The pricing? A couple out for a chill can have steak and wine for AED69, Molina said. At AED140, it’s an elegant, special date night. The tapares (pares with tapa) can be enjoyed at AED38 with unlimited rice, he said.
Troubled youth
All cleaned up and keeping his head low, his nose clean, Molina had a troublesome youth.
“Namamali na po ng daan. Like wrong circle of friends. Napapahamak and napapasok sa iba’t ibang gulo. Napunta sa punto na puro trouble, gang wars, drugs, kasi mga ganun nakasama ko,” he said of his teenage years.
(I would lose my way and be with the wrong circle of friends.

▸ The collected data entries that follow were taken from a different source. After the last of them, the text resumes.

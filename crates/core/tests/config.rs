use std::path::PathBuf;

use analyzer_core::config::{load_run_config, RunConfig, DEFAULT_DATA_FILE};
use tempfile::tempdir;

#[test]
fn defaults_match_reference_run() {
    let config = RunConfig::default();
    assert_eq!(config.data_path, PathBuf::from(DEFAULT_DATA_FILE));
    assert_eq!(config.length, 1000);
    assert_eq!(config.probes, 100);
    assert_eq!(config.seed, None);
    assert!(config.validate().is_ok());
}

#[test]
fn loads_partial_json_with_defaults() {
    let dir = tempdir().unwrap();
    let path = dir.path().join("run.json");
    std::fs::write(&path, r#"{"length": 42, "seed": 7}"#).unwrap();

    let config = load_run_config(&path).unwrap();

    assert_eq!(config.length, 42);
    assert_eq!(config.seed, Some(7));
    assert_eq!(config.probes, 100);
    assert_eq!(config.data_path, PathBuf::from("binary.dat"));
}

#[test]
fn loads_yaml() {
    let dir = tempdir().unwrap();
    let path = dir.path().join("run.yml");
    std::fs::write(&path, "data_path: out/data.bin\nprobes: 5\n").unwrap();

    let config = load_run_config(&path).unwrap();

    assert_eq!(config.data_path, PathBuf::from("out/data.bin"));
    assert_eq!(config.probes, 5);
    assert_eq!(config.length, 1000);
}

#[test]
fn rejects_unknown_extension() {
    let dir = tempdir().unwrap();
    let path = dir.path().join("run.toml");
    std::fs::write(&path, "length = 3").unwrap();
    let err = load_run_config(&path).unwrap_err();
    assert!(err.to_string().contains("Unsupported run config extension"));
}

#[test]
fn reports_missing_and_corrupt_files() {
    let dir = tempdir().unwrap();
    let missing = dir.path().join("absent.json");
    let err = load_run_config(&missing).unwrap_err();
    assert!(err.to_string().contains("Failed to read run config"));

    let corrupt = dir.path().join("bad.json");
    std::fs::write(&corrupt, "not-json").unwrap();
    let err = load_run_config(&corrupt).unwrap_err();
    assert!(err.to_string().contains("Failed to parse run config JSON"));
}

#[test]
fn rejects_length_beyond_length_prefix() {
    let config = RunConfig { length: i32::MAX as usize + 1, ..RunConfig::default() };
    let err = config.validate().unwrap_err();
    assert!(err.to_string().contains("'length'"));
}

I was in all kinds of unfortunate incidents to the point where there was nothing but trouble, gang wars, drugs because that’s how my friends were.)
Molina said he is forever grateful to his mother’s uncle, a lawyer who adopted and raised him.
“He treated me like his real son. He and his family gave me all their love. That was the main reason why I decided to go abroad, to repay them,” he said.
And so, Molina didn’t think twice when his auntie, who was living in Dubai, invited him to the city and shouldered plane ticket and visa expenses. He arrived in August of 2015.
There were learning curves and some difficulties finding a job at first because Molina did not finish college and had no work experience.
Unfortunately, Molina’s mother’s uncle who adopted him passed away just as he was on his first job as junior waiter. And it was a big blow to him.
Now, himself a father to a four-year-old daughter and married to a Pinay working as an executive secretary at a construction company, Molina said he remains grateful to his mother’s uncle and his family.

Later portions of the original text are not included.